District of Columbia v. Murphy
Headline: Ruling limits District income tax reach by holding federal employees do not automatically become D.C. domiciliaries, reversing lower courts and sending cases back for fresh fact-finding on who is taxable.
Holding: We hold that a man does not acquire a domicile in the District simply by coming here to live for an indefinite period of time while in the Government service.
- Limits automatic D.C. taxation of federal employees without case-by-case review.
- Requires tax officials to decide domicile based on personal facts.

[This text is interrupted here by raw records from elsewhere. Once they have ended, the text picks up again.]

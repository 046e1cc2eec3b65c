//! Shared application state.

use std::sync::Arc;

use mirador_catalog::{CatalogEngine, DeleteOrchestrator};
use mirador_core::Result;
use mirador_engines::{
    AlertManager, CacheDynamicConfig, Environment, PredictManager, RcaManager,
};
use mirador_rbac::{audit_writer_task, AuditConfig, AuditSink, RbacEngine, RbacRepository};
use mirador_store::{
    DynMetadataCache, DynVectorBackend, MemoryCache, MemoryStore, SchemaBootstrap,
};

use crate::config::ApiConfig;

/// Everything handlers need, cheap to clone.
#[derive(Clone)]
pub struct AppState {
    pub catalog: Arc<CatalogEngine>,
    pub rbac: Arc<RbacEngine>,
    pub deleter: Arc<DeleteOrchestrator>,
    pub rca: Arc<RcaManager>,
    pub alert: Arc<AlertManager>,
    pub predict: Arc<PredictManager>,
    pub backend: Arc<DynVectorBackend>,
    pub cache_stats: Arc<mirador_rbac::CacheStats>,
    pub audit: AuditSink,
}

impl AppState {
    /// Wire the engines over concrete backends: run the schema
    /// bootstrap, spawn the audit writer task, and build the clients.
    /// A bootstrap failure here is a startup failure.
    pub async fn build(
        config: &ApiConfig,
        backend: Arc<DynVectorBackend>,
        cache: Arc<DynMetadataCache>,
        index: Arc<DynMetadataCache>,
    ) -> Result<Self> {
        let bootstrap = SchemaBootstrap::new();
        bootstrap.ensure(backend.as_ref()).await?;

        let catalog = Arc::new(CatalogEngine::new(
            Arc::clone(&backend),
            Arc::clone(&bootstrap),
        ));
        let deleter = Arc::new(DeleteOrchestrator::new(
            Arc::clone(&backend),
            Arc::clone(&cache),
            index,
        ));

        let repo = Arc::new(RbacRepository::new(
            Arc::clone(&backend),
            Arc::clone(&bootstrap),
            Arc::clone(&cache),
        ));
        let cache_stats = repo.cache_stats();

        let audit_config = AuditConfig::default();
        let (audit, audit_rx) = AuditSink::new(&audit_config);
        tokio::spawn(audit_writer_task(
            audit_rx,
            Arc::clone(&backend),
            Arc::clone(&bootstrap),
            audit_config,
        ));
        let rbac = Arc::new(RbacEngine::new(repo, audit.clone()));

        let dynamic_config = Arc::new(CacheDynamicConfig::new(Arc::clone(&cache)));
        let rca = Arc::new(RcaManager::new(
            config.rca_endpoint.as_deref(),
            config.environment,
            dynamic_config.clone(),
        )?);
        let alert = Arc::new(AlertManager::new(
            &config.alert_endpoints,
            config.environment,
            dynamic_config.clone(),
        )?);
        let predict = Arc::new(PredictManager::new(
            &config.predict_endpoints,
            config.environment,
            dynamic_config,
        )?);

        Ok(Self {
            catalog,
            rbac,
            deleter,
            rca,
            alert,
            predict,
            backend,
            cache_stats,
            audit,
        })
    }

    /// In-memory state for development and tests: memory store, memory
    /// caches, no-op engines.
    pub async fn in_memory() -> Self {
        let config = ApiConfig {
            environment: Environment::Development,
            ..ApiConfig::default()
        };
        let backend: Arc<DynVectorBackend> = Arc::new(MemoryStore::new());
        let cache: Arc<DynMetadataCache> = Arc::new(MemoryCache::new());
        let index: Arc<DynMetadataCache> = Arc::new(MemoryCache::new());
        Self::build(&config, backend, cache, index)
            .await
            .expect("in-memory state cannot fail to build")
    }
}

- Shifts burden to individuals to prove they intend to return elsewhere.
Summary
Background
Two people who worked for the federal government in Washington challenged the District’s new income tax. One was a Treasury economist who moved from Detroit in 1935, kept voter registration and other ties there, and was found by the Board to have intended to remain in Washington. The other had lived and worked in Washington since 1914, owned a home and local memberships, but also kept family ties and voting links to Pennsylvania. Both Boards applied an earlier court rule and held them not domiciled on tax day.
Reasoning
The Court examined the law’s history and prior cases and concluded Congress meant to tax people who voluntarily make Washington their permanent home, not those here because of government service. It held that merely living in Washington while in federal service does not automatically create a D.C. domicile. Domicile is a question of fact decided from many real-life signs — family, property, voting, club ties, and the person’s clear intent — so the cases must be reviewed again under that standard.
Real world impact
The decision protects many federal workers from being treated as D.C. domiciliaries without individualized review and forces tax officials to weigh personal facts. People who want to avoid the D.C. tax must show a fixed intent to return elsewhere. The ruling does not finally decide who owes tax here; it reverses the appeals court and sends the cases back for new fact-finding in line with the Court’s guidance.